Task goal → Scan the records for the word "BrowserDriver". Return each line where it is found.

Saved entries →
^^^^^^^^

//! Scripted in-memory browser for engine tests.
//!
//! Elements match `Text` and `Role` locators by their text and role, and
//! `Css`/`XPath` locators only by the exact selector strings they declare.

#![allow(dead_code)]

use async_trait::async_trait;
use eoka_qa::driver::{
    BrowserDriver, ClickMode, ElementInfo, ElementState, LaunchOptions, Locator, PageDriver,
};
use eoka_qa::{EngineSettings, Error, Result};
use std::collections::HashMap;
use std::path::{Path, PathBuf};
use std::sync::{Arc, Mutex, MutexGuard};
use std::time::Duration;
use tokio::time::Instant;

const POLL: Duration = Duration::from_millis(50);

#[derive(Debug, Clone, Default)]
pub struct El {
    pub name: String,
    pub text: String,
    pub role: Option<String>,
    pub selectors: Vec<String>,
    pub visible: bool,
    pub info: ElementInfo,
}

impl El {
    pub fn new(text: &str) -> Self {
        Self {
            name: text.to_string(),
            text: text.to_string(),
            visible: true,
            ..Default::default()
        }
    }

    pub fn button(text: &str) -> Self {
        Self::new(text).role("button")
    }

    /// An input addressed by one selector.
    pub fn input(name: &str, selector: &str) -> Self {
        let mut el = Self::new("").named(name).selector(selector);
        el.info.tag = "input".into();
        el
    }

    pub fn named(mut self, name: &str) -> Self {
        self.name = name.to_string();
        self
    }

    pub fn role(mut self, role: &str) -> Self {
        self.role = Some(role.to_string());
        self
    }

    pub fn selector(mut self, selector: &str) -> Self {
        self.selectors.push(selector.to_string());
        self
    }

    pub fn class(mut self, class: &str) -> Self {
        self.info.class_name = class.to_string();
        self
    }

    pub fn hidden(mut self) -> Self {
        self.visible = false;
        self
    }

    pub fn disabled(mut self) -> Self {
        self.info.disabled = true;
        self
    }

    fn matches(&self, loc: &Locator) -> bool {
        match loc {
            Locator::Css(s) | Locator::XPath(s) => self.selectors.iter().any(|x| x == s),
            Locator::Text { text, exact } => {
                if text.trim().is_empty() || self.text.is_empty() {
                    false
                } else if *exact {
                    self.text.trim() == text.trim()
                } else {
                    self.text.to_lowercase().contains(&text.to_lowercase())
                }
            }
            Locator::Role { role, name } => {
                self.role.as_deref() == Some(role.as_str())
                    && self.text.to_lowercase().contains(&name.to_lowercase())
            }
        }
    }
}

pub type Transition = Arc<dyn Fn(&mut PageState) + Send + Sync>;

#[derive(Default)]
pub struct PageState {
    pub url: String,
    pub title: String,
    pub body_extra: String,
    pub elements: Vec<El>,
    pub frames: usize,
    pub closed: bool,
    pub close_calls: usize,
    pub visited: Vec<String>,
    pub clicks: Vec<(String, ClickMode)>,
    pub fills: Vec<(String, String)>,
    pub files: Vec<(String, PathBuf)>,
    pub on_click: HashMap<String, Transition>,
    /// `goto` never completes.
    pub hang_goto: bool,
    /// The page closes while waiting for network idle.
    pub close_on_idle: bool,
}

impl PageState {
    pub fn remove(&mut self, name: &str) {
        self.elements.retain(|e| e.name != name);
    }

    pub fn add(&mut self, el: El) {
        self.elements.push(el);
    }

    fn matching(&self, loc: &Locator) -> Vec<&El> {
        self.elements.iter().filter(|e| e.matches(loc)).collect()
    }

    fn nth(&self, loc: &Locator, nth: usize) -> Option<&El> {
        self.matching(loc).get(nth).copied()
    }
}

#[derive(Clone)]
pub struct FakePage {
    state: Arc<Mutex<PageState>>,
}

impl Default for FakePage {
    fn default() -> Self {
        Self::new()
    }
}

impl FakePage {
    pub fn new() -> Self {
        Self {
            state: Arc::new(Mutex::new(PageState {
                url: "about:blank".into(),
                frames: 1,
                ..Default::default()
            })),
        }
    }

    pub fn with(self, el: El) -> Self {
        self.state().add(el);
        self
    }

    pub fn with_title(self, title: &str) -> Self {
        self.state().title = title.to_string();
        self
    }

    pub fn with_body(self, body: &str) -> Self {
        self.state().body_extra = body.to_string();
        self
    }

    /// Run `f` on the page after the named element is clicked.
    pub fn on_click(self, name: &str, f: impl Fn(&mut PageState) + Send + Sync + 'static) -> Self {
        self.state().on_click.insert(name.to_string(), Arc::new(f));
        self
    }

    pub fn state(&self) -> MutexGuard<'_, PageState> {
        self.state.lock().unwrap()
    }

    /// Names of clicked elements, in order.
    pub fn clicked(&self) -> Vec<String> {
        self.state().clicks.iter().map(|(n, _)| n.clone()).collect()
    }

    pub fn filled(&self) -> Vec<(String, String)> {
        self.state().fills.clone()
    }

    fn check_open(state: &PageState) -> Result<()> {
        if state.closed {
            Err(Error::PageClosed("target closed".into()))
        } else {
            Ok(())
        }
    }
}

#[async_trait]
impl PageDriver for FakePage {
    async fn goto(&self, url: &str) -> Result<()> {
        let hang = {
            let mut s = self.state();
            Self::check_open(&s)?;
            s.visited.push(url.to_string());
            s.hang_goto
        };
        if hang {
            std::future::pending::<()>().await;
        }
        self.state().url = url.to_string();
        Ok(())
    }

    async fn back(&self) -> Result<()> {
        Self::check_open(&self.state())
    }

    async fn reload(&self) -> Result<()> {
        Self::check_open(&self.state())
    }

    async fn url(&self) -> Result<String> {
        let s = self.state();
        Self::check_open(&s)?;
        Ok(s.url.clone())
    }

    async fn title(&self) -> Result<String> {
        let s = self.state();
        Self::check_open(&s)?;
        Ok(s.title.clone())
    }

    async fn body_text(&self) -> Result<String> {
        let s = self.state();
        Self::check_open(&s)?;
        let mut parts: Vec<&str> = s
            .elements
            .iter()
            .filter(|e| e.visible && !e.text.is_empty())
            .map(|e| e.text.as_str())
            .collect();
        parts.push(&s.body_extra);
        Ok(parts.join("\n"))
    }

    async fn evaluate(&self, _script: &str) -> Result<serde_json::Value> {
        Self::check_open(&self.state())?;
        Ok(serde_json::Value::Null)
    }

    async fn count(&self, locator: &Locator) -> Result<usize> {
        let s = self.state();
        Self::check_open(&s)?;
        Ok(s.matching(locator).len())
    }

    async fn wait_for(
        &self,
        locator: &Locator,
        nth: usize,
        state: ElementState,
        timeout: Duration,
    ) -> Result<bool> {
        let deadline = Instant::now() + timeout;
        loop {
            let satisfied = {
                let s = self.state();
                Self::check_open(&s)?;
                let el = s.nth(locator, nth);
                match state {
                    ElementState::Attached => el.is_some(),
                    ElementState::Visible => el.is_some_and(|e| e.visible),
                    ElementState::Hidden => el.map_or(true, |e| !e.visible),
                    ElementState::Detached => el.is_none(),
                }
            };
            if satisfied {
                return Ok(true);
            }
            if Instant::now() >= deadline {
                return Ok(false);
            }
            tokio::time::sleep(POLL).await;
        }
    }

    async fn inspect(&self, locator: &Locator, nth: usize) -> Result<Option<ElementInfo>> {
        let s = self.state();
        Self::check_open(&s)?;
        Ok(s.nth(locator, nth).map(|e| ElementInfo {
            visible: e.visible,
            ..e.info.clone()
        }))
    }

    async fn click(
        &self,
        locator: &Locator,
        nth: usize,
        mode: ClickMode,
        _timeout: Duration,
    ) -> Result<()> {
        let mut s = self.state();
        Self::check_open(&s)?;
        let el = s
            .nth(locator, nth)
            .ok_or_else(|| Error::Driver(format!("no element for {}", locator)))?;
        if mode == ClickMode::Normal && !el.visible {
            return Err(Error::Driver(format!("element not visible: {}", locator)));
        }
        let name = el.name.clone();
        s.clicks.push((name.clone(), mode));
        let transition = s.on_click.get(&name).cloned();
        if let Some(t) = transition {
            t(&mut *s);
        }
        if s.closed {
            return Err(Error::PageClosed("target closed during navigation".into()));
        }
        Ok(())
    }

    async fn fill(&self, locator: &Locator, nth: usize, value: &str, _timeout: Duration) -> Result<()> {
        let mut s = self.state();
        Self::check_open(&s)?;
        let el = s
            .nth(locator, nth)
            .ok_or_else(|| Error::Driver(format!("no element for {}", locator)))?;
        if !el.visible || el.info.disabled {
            return Err(Error::Driver(format!("element not editable: {}", locator)));
        }
        let name = el.name.clone();
        s.fills.push((name, value.to_string()));
        Ok(())
    }

    async fn set_input_file(&self, locator: &Locator, nth: usize, path: &Path) -> Result<()> {
        let mut s = self.state();
        Self::check_open(&s)?;
        let name = s
            .nth(locator, nth)
            .map(|e| e.name.clone())
            .ok_or_else(|| Error::Driver(format!("no element for {}", locator)))?;
        s.files.push((name, path.to_path_buf()));
        Ok(())
    }

    async fn scroll_into_view(&self, _locator: &Locator, _nth: usize) -> Result<()> {
        Self::check_open(&self.state())
    }

    async fn scroll_by(&self, _dy: i64) -> Result<()> {
        Self::check_open(&self.state())
    }

    async fn scroll_to_top(&self) -> Result<()> {
        Self::check_open(&self.state())
    }

    async fn wait_for_network_idle(&self, _idle: Duration, _timeout: Duration) -> Result<bool> {
        let mut s = self.state();
        Self::check_open(&s)?;
        if s.close_on_idle {
            s.closed = true;
            return Err(Error::PageClosed("target closed".into()));
        }
        Ok(true)
    }

    async fn frame_count(&self) -> Result<usize> {
        let s = self.state();
        Self::check_open(&s)?;
        Ok(s.frames)
    }

    async fn screenshot(&self) -> Result<Vec<u8>> {
        Self::check_open(&self.state())?;
        Ok(b"\x89PNG".to_vec())
    }

    async fn save_video(&self, _dest: &Path) -> Result<PathBuf> {
        Err(Error::Unsupported("video recording"))
    }

    async fn is_closed(&self) -> bool {
        self.state().closed
    }

    async fn close(&self) -> Result<()> {
        let mut s = self.state();
        s.close_calls += 1;
        s.closed = true;
        Ok(())
    }
}

type Factory = Box<dyn Fn() -> FakePage + Send + Sync>;

/// Hands out pages from a factory and remembers them.
pub struct FakeDriver {
    factory: Factory,
    pub launched: Mutex<Vec<FakePage>>,
    pub fail_launch: bool,
}

impl FakeDriver {
    /// Every launch gets a fresh page from `factory`.
    pub fn new(factory: impl Fn() -> FakePage + Send + Sync + 'static) -> Self {
        Self {
            factory: Box::new(factory),
            launched: Mutex::new(Vec::new()),
            fail_launch: false,
        }
    }

    /// Every launch shares `page`.
    pub fn serving(page: FakePage) -> Self {
        Self::new(move || page.clone())
    }

    pub fn failing() -> Self {
        Self {
            fail_launch: true,
            ..Self::new(FakePage::new)
        }
    }

    pub fn pages(&self) -> Vec<FakePage> {
        self.launched.lock().unwrap().clone()
    }
}

#[async_trait]
impl BrowserDriver for FakeDriver {
    async fn launch(&self, _opts: &LaunchOptions) -> Result<Box<dyn PageDriver>> {
        if self.fail_launch {
            return Err(Error::Driver("chrome not found".into()));
        }
        let page = (self.factory)();
        self.launched.lock().unwrap().push(page.clone());
        Ok(Box::new(page))
    }
}

/// Settings writing artifacts into a temporary directory.
pub fn settings(dir: &Path) -> EngineSettings {
    EngineSettings {
        video_dir: dir.join("videos"),
        screenshot_dir: dir.join("screenshots"),
        upload_dir: dir.join("uploads"),
        ..Default::default()
    }
}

^^^^^^^^

Solution →
    BrowserDriver, ClickMode, ElementInfo, ElementState, LaunchOptions, Locator, PageDriver,
impl BrowserDriver for FakeDriver {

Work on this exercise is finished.